**What you will do:**
This exercise asks for a copy of each line in the records below with the word "ReadFrame" in it.
- - - - - - -
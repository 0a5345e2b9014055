#![allow(dead_code)]

use libmerlin2_rs::hardware::merlin2b::Merlin2b;
use libmerlin2_rs::interface::{GpioPin, SpiPort};
use merlin2_globals::Result;
use merlin2_wire::{canceller, downconverter};
use std::cell::{Cell, RefCell};
use std::collections::HashMap;
use std::rc::Rc;
use std::sync::Once;

pub fn logging_init() {
    static INIT: Once = Once::new();
    INIT.call_once(|| {
        let _ = env_logger::builder()
            .filter_level(log::LevelFilter::Debug)
            .is_test(true)
            .try_init();
    });
}

/// Simulated canceller register file behind the 32-bit SPI framing.
///
/// Clones share the register file, so a test can keep a handle for
/// peeking after moving the port into a driver.
#[derive(Clone)]
pub struct SimCanceller {
    regs: Rc<RefCell<HashMap<u16, u32>>>,
}

impl SimCanceller {
    pub fn new() -> Self {
        let mut regs = HashMap::new();
        // identity words of the three internal SPI slaves
        regs.insert(0x0000, 0xABCD0100);
        regs.insert(0x1000, 0x12340101);
        regs.insert(0x3000, 0x9ABC0103);
        Self {
            regs: Rc::new(RefCell::new(regs)),
        }
    }

    /// Empty register file, answers every probe read with zero.
    pub fn blank() -> Self {
        Self {
            regs: Rc::new(RefCell::new(HashMap::new())),
        }
    }

    pub fn peek(&self, addr: u16) -> u32 {
        *self.regs.borrow().get(&addr).unwrap_or(&0)
    }

    pub fn poke(&self, addr: u16, value: u32) {
        self.regs.borrow_mut().insert(addr, value);
    }
}

impl SpiPort for SimCanceller {
    fn write(&mut self, data: &[u8]) -> Result<()> {
        let frame = canceller::WriteFrame::parse(data.to_vec())?;
        let base = frame.word_index();
        let mut regs = self.regs.borrow_mut();
        for (offset, word) in frame.words().into_iter().enumerate() {
            regs.insert((base + offset as u16) * 4, word);
        }
        Ok(())
    }

    fn query(&mut self, command: &[u8], response_len: usize) -> Result<Vec<u8>> {
        let frame = canceller::ReadFrame::parse(command)?;
        let base = frame.word_index();
        let regs = self.regs.borrow();
        let words: Vec<u32> = (0..response_len / canceller::WORD_BYTES)
            .map(|offset| *regs.get(&((base + offset as u16) * 4)).unwrap_or(&0))
            .collect();
        Ok(canceller::pack_words(&words))
    }
}

/// Simulated GPIO output line counting rising edges.
#[derive(Clone, Default)]
pub struct SimPin {
    level: Rc<Cell<bool>>,
    rising_edges: Rc<Cell<usize>>,
}

impl SimPin {
    pub fn level(&self) -> bool {
        self.level.get()
    }

    pub fn rising_edges(&self) -> usize {
        self.rising_edges.get()
    }
}

impl GpioPin for SimPin {
    fn set(&mut self, level: bool) -> Result<()> {
        if level && !self.level.get() {
            self.rising_edges.set(self.rising_edges.get() + 1);
        }
        self.level.set(level);
        Ok(())
    }

    fn get(&mut self) -> Result<bool> {
        Ok(self.level.get())
    }
}

/// Simulated LTC55xx register file behind the 8-bit SPI framing.
///
/// Register 0x16 reads back the fixed status value; writing its reset bit
/// clears the register file.
#[derive(Clone)]
pub struct SimDownconverter {
    regs: Rc<RefCell<[u8; 0x18]>>,
    status: u8,
}

impl SimDownconverter {
    pub fn new() -> Self {
        Self::with_status(0xF0)
    }

    /// A chip answering the probe with the wrong status byte.
    pub fn with_status(status: u8) -> Self {
        Self {
            regs: Rc::new(RefCell::new([0u8; 0x18])),
            status,
        }
    }

    pub fn peek(&self, addr: u8) -> u8 {
        self.regs.borrow()[addr as usize]
    }
}

impl SpiPort for SimDownconverter {
    fn write(&mut self, data: &[u8]) -> Result<()> {
        let frame = downconverter::WriteFrame::parse(data)?;
        if frame.addr() == 0x16 {
            if frame.data() & 0x08 != 0 {
                *self.regs.borrow_mut() = [0u8; 0x18];
            }
        } else {
            self.regs.borrow_mut()[frame.addr() as usize] = frame.data();
        }
        Ok(())
    }

    fn query(&mut self, command: &[u8], response_len: usize) -> Result<Vec<u8>> {
        let frame = downconverter::ReadFrame::parse(command)?;
        let byte = if frame.addr() == 0x16 {
            self.status
        } else {
            self.regs.borrow()[frame.addr() as usize]
        };
        Ok(vec![byte; response_len])
    }
}

/// A canceller driver over fresh sims, with handles to the register file
/// and the APLS pin.
pub fn sim_canceller() -> (Merlin2b<SimCanceller, SimPin>, SimCanceller, SimPin) {
    let bus = SimCanceller::new();
    let resetn = SimPin::default();
    let apls = SimPin::default();
    let device = Merlin2b::new(bus.clone(), resetn, apls.clone());
    (device, bus, apls)
}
- - - - - - -
**Your response:**
        let frame = canceller::ReadFrame::parse(command)?;
        let frame = downconverter::ReadFrame::parse(command)?;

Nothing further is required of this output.